2018.07.27 08:00

【LGBT差別】自民公約の真意を疑う

 〈性的指向・性自認に関する広く正しい理解の増進を目的とした議員立法の制定〉〈多様性を受け入れていく社会の実現〉。昨年衆院選で大勝した自民党の公約にそうある。
 大いに具体化してほしいが、同党の杉田水脈(みお)衆院議員(比例中国ブロック)が月刊誌「新潮45」への寄稿で、性的少数者(LGBT)に対する行政支援が「度が過ぎる」と非難した。公約に反し、社会の多様性を否定したと同じだ。
 寄稿では「LGBTのカップルのために税金を使うことに賛同が得られるのか。彼ら彼女らは子どもをつくらない、つまり『生産性』がない」などと持論を記した。あからさまな差別、排除の考え方で、優生思想さえ想起させる。非常識と言うほかない。
 そもそも、LGBTの存在を「生産性」に絡めて疑問視する思考が強引で、理解に苦しむ。
 「同性婚を認めれば、兄弟婚や親子婚、ペット婚や機械と結婚させろという声も出てくるかもしれない」「歯止めがきかなくなる」とも主張する。飛躍が過ぎ、多様性の議論とは懸け離れる。それこそ「度が過ぎる」だろう。
 LGBTへの差別や偏見をなくし、世の中をより多彩に、より豊かにしていく。共生社会へ高まる要請であり、国際的なコンセンサスであることはもはや言わずもがなだ。そのために政治や行政、民間が知恵を出し合い、共に手を携えていく時代である。
 同性愛カップルを夫婦と同等に認める制度を東京都渋谷区が2015年に導入以来、全国の自治体に広がっている。LGBTを支援する企業も出始めている。イメージアップにつながるからだ。

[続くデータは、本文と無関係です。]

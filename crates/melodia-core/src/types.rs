//! # Domain Types
//!
//! The four entities persisted by the library store.
//!
//! ## Type Hierarchy
//! ```text
//! ┌─────────────────────────────────────────────────────────────────────────┐
//! │                         Domain Types                                    │
//! │                                                                         │
//! │  ┌─────────────────┐   ┌─────────────────┐   ┌─────────────────┐       │
//! │  │     Artist      │◄──│      Album      │◄──│      Song       │       │
//! │  │  ─────────────  │   │  ─────────────  │   │  ─────────────  │       │
//! │  │  id             │   │  id             │   │  id             │       │
//! │  │  name           │   │  title          │   │  title          │       │
//! │  │  biography      │   │  artist_id (FK) │   │  artist_id (FK) │       │
//! │  │  album_ids[]    │   │  year, genre    │   │  album_id  (FK) │       │
//! │  └─────────────────┘   │  song_ids[]     │   │  duration_secs  │       │
//! │                        └─────────────────┘   └────────▲────────┘       │
//! │                                                       │                 │
//! │                        ┌─────────────────┐            │                 │
//! │                        │    Playlist     │────────────┘                 │
//! │                        │  song_ids[]     │  (link rows, ordered)        │
//! │                        └─────────────────┘                              │
//! └─────────────────────────────────────────────────────────────────────────┘
//! ```
//!
//! In the backing store every cross-reference is a plain id. The `*_ids`
//! lists are filled in when a row is read; they are never written back
//! through the owning entity.

use serde::{Deserialize, Serialize};
use uuid::Uuid;

use crate::validation::{
    validate_id, validate_optional_id, validate_text, validate_year, ValidationResult,
};

/// Capability shared by every entity the store persists.
pub trait Entity: Clone + std::fmt::Debug + Send + Sync + 'static {
    /// Entity name used in logs and errors ("Artist", "Song", ...).
    const KIND: &'static str;

    /// Primary key.
    fn id(&self) -> &str;

    /// Checks the entity before it is handed to a store.
    fn validate(&self) -> ValidationResult<()>;
}

/// Generates a new entity id.
pub fn generate_id() -> String {
    Uuid::new_v4().to_string()
}

// =============================================================================
// Artist
// =============================================================================

/// A performing artist.
#[derive(Debug, Clone, PartialEq, Eq, Serialize, Deserialize)]
pub struct Artist {
    pub id: String,
    pub name: String,
    pub biography: Option<String>,
    /// Albums owned by this artist, by id.
    #[serde(default)]
    pub album_ids: Vec<String>,
}

impl Artist {
    /// Creates an artist with a freshly generated id.
    pub fn new(name: impl Into<String>) -> Self {
        Self::with_id(generate_id(), name)
    }

    pub fn with_id(id: impl Into<String>, name: impl Into<String>) -> Self {
        Artist {
            id: id.into(),
            name: name.into(),
            biography: None,
            album_ids: Vec::new(),
        }
    }

    pub fn biography(mut self, biography: impl Into<String>) -> Self {
        self.biography = Some(biography.into());
        self
    }

    /// Returns true if this is the placeholder artist used by integrity repair.
    pub fn is_sentinel(&self) -> bool {
        self.id == crate::SENTINEL_ARTIST_ID
    }
}

impl Entity for Artist {
    const KIND: &'static str = "Artist";

    fn id(&self) -> &str {
        &self.id
    }

    fn validate(&self) -> ValidationResult<()> {
        validate_id("id", &self.id)?;
        validate_text("name", &self.name, 200)
    }
}

// =============================================================================
// Album
// =============================================================================

/// An album released by one artist.
#[derive(Debug, Clone, PartialEq, Eq, Serialize, Deserialize)]
pub struct Album {
    pub id: String,
    pub title: String,
    pub artist_id: Option<String>,
    pub year: Option<i32>,
    pub genre: Option<String>,
    /// Tracks on this album, by id.
    #[serde(default)]
    pub song_ids: Vec<String>,
}

impl Album {
    pub fn new(title: impl Into<String>, artist_id: impl Into<String>) -> Self {
        Self::with_id(generate_id(), title, artist_id)
    }

    pub fn with_id(
        id: impl Into<String>,
        title: impl Into<String>,
        artist_id: impl Into<String>,
    ) -> Self {
        Album {
            id: id.into(),
            title: title.into(),
            artist_id: Some(artist_id.into()),
            year: None,
            genre: None,
            song_ids: Vec::new(),
        }
    }

    pub fn year(mut self, year: i32) -> Self {
        self.year = Some(year);
        self
    }

    pub fn genre(mut self, genre: impl Into<String>) -> Self {
        self.genre = Some(genre.into());
        self
    }
}

impl Entity for Album {
    const KIND: &'static str = "Album";

    fn id(&self) -> &str {
        &self.id
    }

    fn validate(&self) -> ValidationResult<()> {
        validate_id("id", &self.id)?;
        validate_text("title", &self.title, 200)?;
        validate_optional_id("artist_id", self.artist_id.as_deref())?;
        if let Some(year) = self.year {
            validate_year(year)?;
        }
        Ok(())
    }
}

// =============================================================================
// Song
// =============================================================================

/// A single track.
#[derive(Debug, Clone, PartialEq, Eq, Serialize, Deserialize)]
pub struct Song {
    pub id: String,
    pub title: String,
    pub artist_id: Option<String>,
    pub album_id: Option<String>,
    pub duration_secs: u32,
    pub genre: Option<String>,
}

impl Song {
    pub fn new(title: impl Into<String>, artist_id: impl Into<String>) -> Self {
        Self::with_id(generate_id(), title, artist_id)
    }

    pub fn with_id(
        id: impl Into<String>,
        title: impl Into<String>,
        artist_id: impl Into<String>,
    ) -> Self {
        Song {
            id: id.into(),
            title: title.into(),
            artist_id: Some(artist_id.into()),
            album_id: None,
            duration_secs: 0,
            genre: None,
        }
    }

    pub fn album(mut self, album_id: impl Into<String>) -> Self {
        self.album_id = Some(album_id.into());
        self
    }

    pub fn duration_secs(mut self, secs: u32) -> Self {
        self.duration_secs = secs;
        self
    }

    pub fn genre(mut self, genre: impl Into<String>) -> Self {
        self.genre = Some(genre.into());
        self
    }
}

impl Entity for Song {
    const KIND: &'static str = "Song";

    fn id(&self) -> &str {
        &self.id
    }

    fn validate(&self) -> ValidationResult<()> {
        validate_id("id", &self.id)?;
        validate_text("title", &self.title, 200)?;
        validate_optional_id("artist_id", self.artist_id.as_deref())?;
        validate_optional_id("album_id", self.album_id.as_deref())
    }
}

// =============================================================================
// Playlist
// =============================================================================

/// A user-curated, ordered list of songs.
#[derive(Debug, Clone, PartialEq, Eq, Serialize, Deserialize)]
pub struct Playlist {
    pub id: String,
    pub name: String,
    pub description: Option<String>,
    /// Songs in play order. The same song may appear more than once.
    #[serde(default)]
    pub song_ids: Vec<String>,
}

impl Playlist {
    pub fn new(name: impl Into<String>) -> Self {
        Self::with_id(generate_id(), name)
    }

    pub fn with_id(id: impl Into<String>, name: impl Into<String>) -> Self {
        Playlist {
            id: id.into(),
            name: name.into(),
            description: None,
            song_ids: Vec::new(),
        }
    }

    pub fn description(mut self, description: impl Into<String>) -> Self {
        self.description = Some(description.into());
        self
    }

    pub fn songs<I, S>(mut self, song_ids: I) -> Self
    where
        I: IntoIterator<Item = S>,
        S: Into<String>,
    {
        self.song_ids = song_ids.into_iter().map(Into::into).collect();
        self
    }
}

impl Entity for Playlist {
    const KIND: &'static str = "Playlist";

    fn id(&self) -> &str {
        &self.id
    }

    fn validate(&self) -> ValidationResult<()> {
        validate_id("id", &self.id)?;
        validate_text("name", &self.name, 200)?;
        for song_id in &self.song_ids {
            validate_id("song_ids", song_id)?;
        }
        Ok(())
    }
}

#[cfg(test)]
mod tests {
    use super::*;
    use crate::SENTINEL_ARTIST_ID;

    #[test]
    fn test_generated_ids_are_unique() {
        let a = Artist::new("Portishead");
        let b = Artist::new("Portishead");
        assert_ne!(a.id, b.id);
        assert!(a.validate().is_ok());
    }

    #[test]
    fn test_empty_id_is_rejected() {
        let artist = Artist::with_id("", "Massive Attack");
        assert!(artist.validate().is_err());

        let song = Song::with_id("s1", "Teardrop", "   ");
        assert!(song.validate().is_err());
    }

    #[test]
    fn test_album_year_is_checked() {
        let album = Album::with_id("al1", "Mezzanine", "ar1").year(1998);
        assert!(album.validate().is_ok());

        let album = Album::with_id("al1", "Mezzanine", "ar1").year(98);
        assert!(album.validate().is_err());
    }

    #[test]
    fn test_playlist_song_ids_are_checked() {
        let playlist = Playlist::with_id("p1", "Late night").songs(["s1", "s2"]);
        assert!(playlist.validate().is_ok());

        let playlist = Playlist::with_id("p1", "Late night").songs(["s1", ""]);
        assert!(playlist.validate().is_err());
    }

    #[test]
    fn test_sentinel_detection() {
        assert!(Artist::with_id(SENTINEL_ARTIST_ID, "Unknown Artist").is_sentinel());
        assert!(!Artist::new("Unknown Artist").is_sentinel());
    }

    #[test]
    fn test_child_lists_default_when_missing() {
        let artist: Artist =
            serde_json::from_str(r#"{"id":"a1","name":"Björk","biography":null}"#).unwrap();
        assert!(artist.album_ids.is_empty());
    }
}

 電通の15年の調査では、全国で13人に1人がLGBTと推察される。どれほど多くの性的少数者が息苦しい人生を強いられてきたことか。人の痛みに対する杉田氏の認識を疑わざるを得ない。
 五輪憲章も「性的指向による差別」を禁じ、20年東京大会は「多様性と調和」をビジョンに掲げる。性的少数者の権利保護は世界の共通認識だ。そうした国内外の情勢も踏まえ、自民党も選挙公約に書き込んだのではないか。
 野党などの批判も受け付けない様子の杉田氏は議員や党人の資質、資格が問われるところだが、同党の二階幹事長は「人生観もいろいろある」と静観する。杉田氏の主張を容認したとも受け止められ、党公約の真意がただされよう。
 自民党内には伝統的な家族観へのこだわりが根強く残る。二階氏も含め時代錯誤的な発言で反発を招くケースが多い。保守層の支持を狙って意図的に発しているのではないかとの指摘もある。
 「1強」の安倍政権下で暴言や失言が止まらない。どういう混乱を起こし、どれほど人を傷つけるのかへの想像力を欠く。「数の力」のおごり、緩みが透ける。